@MShelnutt
I believe you might have misunderstood my point about disabling the buttons. The purpose was to utilize a formula on the displayMode properties that validates the form before allowing the user to submit. This avoids executing the submit on an invalid form and thus getting nasty banner errors in the app.
If you have no complex validation for your form, then simply put the following into all three of the DisplayMode properties : If(Form1.Valid, Edit, Disabled)
The built in validation of a form will already validate for required fields.
If, however, you have more complex validation (I'll use the example that a specific field in the form must be 4 characters long - let's call it AccountCode), then you can extend this out.

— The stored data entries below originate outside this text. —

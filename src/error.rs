// Copyright 2021 CoD Technologies Corp.
//
// Licensed under the Apache License, Version 2.0 (the "License");
// you may not use this file except in compliance with the License.
// You may obtain a copy of the License at
//
// http://www.apache.org/licenses/LICENSE-2.0
//
// Unless required by applicable law or agreed to in writing, software
// distributed under the License is distributed on an "AS IS" BASIS,
// WITHOUT WARRANTIES OR CONDITIONS OF ANY KIND, either express or implied.
// See the License for the specific language governing permissions and
// limitations under the License.

//! Error definitions.

use thiserror::Error;

/// An error which can be returned when parsing a 128-bit integer.
#[derive(Debug, Clone, PartialEq, Eq, Error)]
pub enum Int128ParseError {
    /// Empty string.
    #[error("cannot parse integer from empty string")]
    Empty,
    /// Invalid digit for the requested radix.
    #[error("invalid digit found in string")]
    Invalid,
    /// Value does not fit in 128 bits.
    #[error("number out of range for a 128-bit integer")]
    Overflow,
    /// Radix outside `2..=36`.
    #[error("radix must lie in the range 2..=36")]
    InvalidRadix,
}

/// An error which can be returned when a conversion between an integer type
/// and `U128`/`I128` fails.
#[derive(Clone, Debug, Eq, PartialEq, Error)]
pub enum Int128ConvertError {
    /// Value out of range for the target type.
    #[error("out of range integral type conversion attempted")]
    Overflow,
}

impl From<Int128ParseError> for Int128ConvertError {
    #[inline]
    fn from(_: Int128ParseError) -> Self {
        Int128ConvertError::Overflow
    }
}
// Copyright 2021 CoD Technologies Corp.
//
// Licensed under the Apache License, Version 2.0 (the "License");
// you may not use this file except in compliance with the License.
// You may obtain a copy of the License at
//
// http://www.apache.org/licenses/LICENSE-2.0
//
// Unless required by applicable law or agreed to in writing, software
// distributed under the License is distributed on an "AS IS" BASIS,
// WITHOUT WARRANTIES OR CONDITIONS OF ANY KIND, either express or implied.
// See the License for the specific language governing permissions and
// limitations under the License.

//! Double-word primitives over 64-bit limbs.
//!
//! Everything wider in this crate is built from the operations in this
//! module: add/sub with carry propagation, widening 64×64→128 multiplication
//! assembled from 32-bit half-words, and the full 128×128→256 product.

use crate::uint::U128;

pub(crate) const LIMB_BITS: u32 = 64;

#[inline]
pub(crate) const fn add_carry(a: u64, b: u64, c: bool) -> (u64, bool) {
    let (res1, overflow1) = b.overflowing_add(c as u64);
    let (res2, overflow2) = a.overflowing_add(res1);

    (res2, overflow1 || overflow2)
}

#[inline]
pub(crate) const fn sub_borrow(a: u64, b: u64, c: bool) -> (u64, bool) {
    let (res1, overflow1) = b.overflowing_add(c as u64);
    let (res2, overflow2) = a.overflowing_sub(res1);

    (res2, overflow1 || overflow2)
}

/// Sums three limbs, returning the low limb and the carry count (0..=2).
#[inline]
pub(crate) const fn add3(a: u64, b: u64, c: u64) -> (u64, u64) {
    let (s, c1) = a.overflowing_add(b);
    let (s, c2) = s.overflowing_add(c);

    (s, c1 as u64 + c2 as u64)
}

// returns (lo, hi)
#[inline]
const fn split_limb(a: u64) -> (u64, u64) {
    (a & 0xFFFF_FFFF, a >> (LIMB_BITS / 2))
}

/// Widening 64×64→128 multiplication, returns `(lo, hi)`.
///
/// Works on 32-bit half-words so that no intermediate product needs more
/// than one native limb.
#[inline]
pub(crate) const fn widening_mul(a: u64, b: u64) -> (u64, u64) {
    let (a0, a1) = split_limb(a);
    let (b0, b1) = split_limb(b);

    let t = a0 * b0;
    let (w3, k) = split_limb(t);

    let t = a1 * b0 + k;
    let (w1, w2) = split_limb(t);
    let t = a0 * b1 + w1;
    let k = t >> (LIMB_BITS / 2);

    let hi = a1 * b1 + w2 + k;
    let lo = (t << (LIMB_BITS / 2)) + w3;

    (lo, hi)
}

/// Full 128×128→256 multiplication, returns `(low, high)`.
///
/// The four pairwise 64×64 partial products are summed into the four output
/// limbs with explicit carry propagation; a carry out of one limb feeds the
/// sum of the next.
#[inline]
pub(crate) const fn widening_mul_u128(a: U128, b: U128) -> (U128, U128) {
    let (ll_lo, ll_hi) = widening_mul(a.low(), b.low());
    let (lh_lo, lh_hi) = widening_mul(a.low(), b.high());
    let (hl_lo, hl_hi) = widening_mul(a.high(), b.low());
    let (hh_lo, hh_hi) = widening_mul(a.high(), b.high());

    let (limb1, carry1) = add3(ll_hi, lh_lo, hl_lo);
    let (limb2, c1) = add3(lh_hi, hl_hi, hh_lo);
    let (limb2, c2) = limb2.overflowing_add(carry1);
    let carry2 = c1 + c2 as u64;
    // the total product is below 2^256, so the top limb cannot carry out
    let limb3 = hh_hi + carry2;

    (U128::from_words(limb1, ll_lo), U128::from_words(limb3, limb2))
}

/// Shifts a 128-bit value left by `shift < 64` bits into a 3-limb array,
/// least significant limb first.
#[inline]
pub(crate) fn full_shl(a: U128, shift: u32) -> [u64; 3] {
    debug_assert!(shift < LIMB_BITS);
    if shift == 0 {
        return [a.low(), a.high(), 0];
    }

    [
        a.low() << shift,
        (a.high() << shift) | (a.low() >> (LIMB_BITS - shift)),
        a.high() >> (LIMB_BITS - shift),
    ]
}

/// Shifts a 3-limb array right by `shift < 64` bits back into a 128-bit
/// value, discarding the bits above bit 127.
#[inline]
pub(crate) fn full_shr(u: &[u64; 3], shift: u32) -> U128 {
    debug_assert!(shift < LIMB_BITS);
    if shift == 0 {
        return U128::from_words(u[1], u[0]);
    }

    let low = (u[0] >> shift) | (u[1] << (LIMB_BITS - shift));
    let high = (u[1] >> shift) | (u[2] << (LIMB_BITS - shift));

    U128::from_words(high, low)
}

Since you are dealing with 3 buttons that should technically not be "available" until the form is complete, I would suggest (instead of copying and pasting the same formula, and then maintaining it, in three places) placing a Toggle control on the screen (let's call it tglFormValid)
In the Default property of the toggle, set the following formula:
Form1.Valid &&
(Len(Form1.Updates.AccountCode)=4)
Now, for the DisplayMode property of the 3 buttons, set the formula to the following:
If(tglFormValid.Value, Edit, Disabled)
You can set the visibility of the toggle to false so it is not seen by users.
When the condition in the default property ( form is valid AND the length of the AccountCode is 4 characters), then the toggle will change to true/on. The formula in the DisplayMode on the buttons just looks at that toggle value.
Advantage, your validation formula is only in one place. If you need to change anything, you only do it in one place.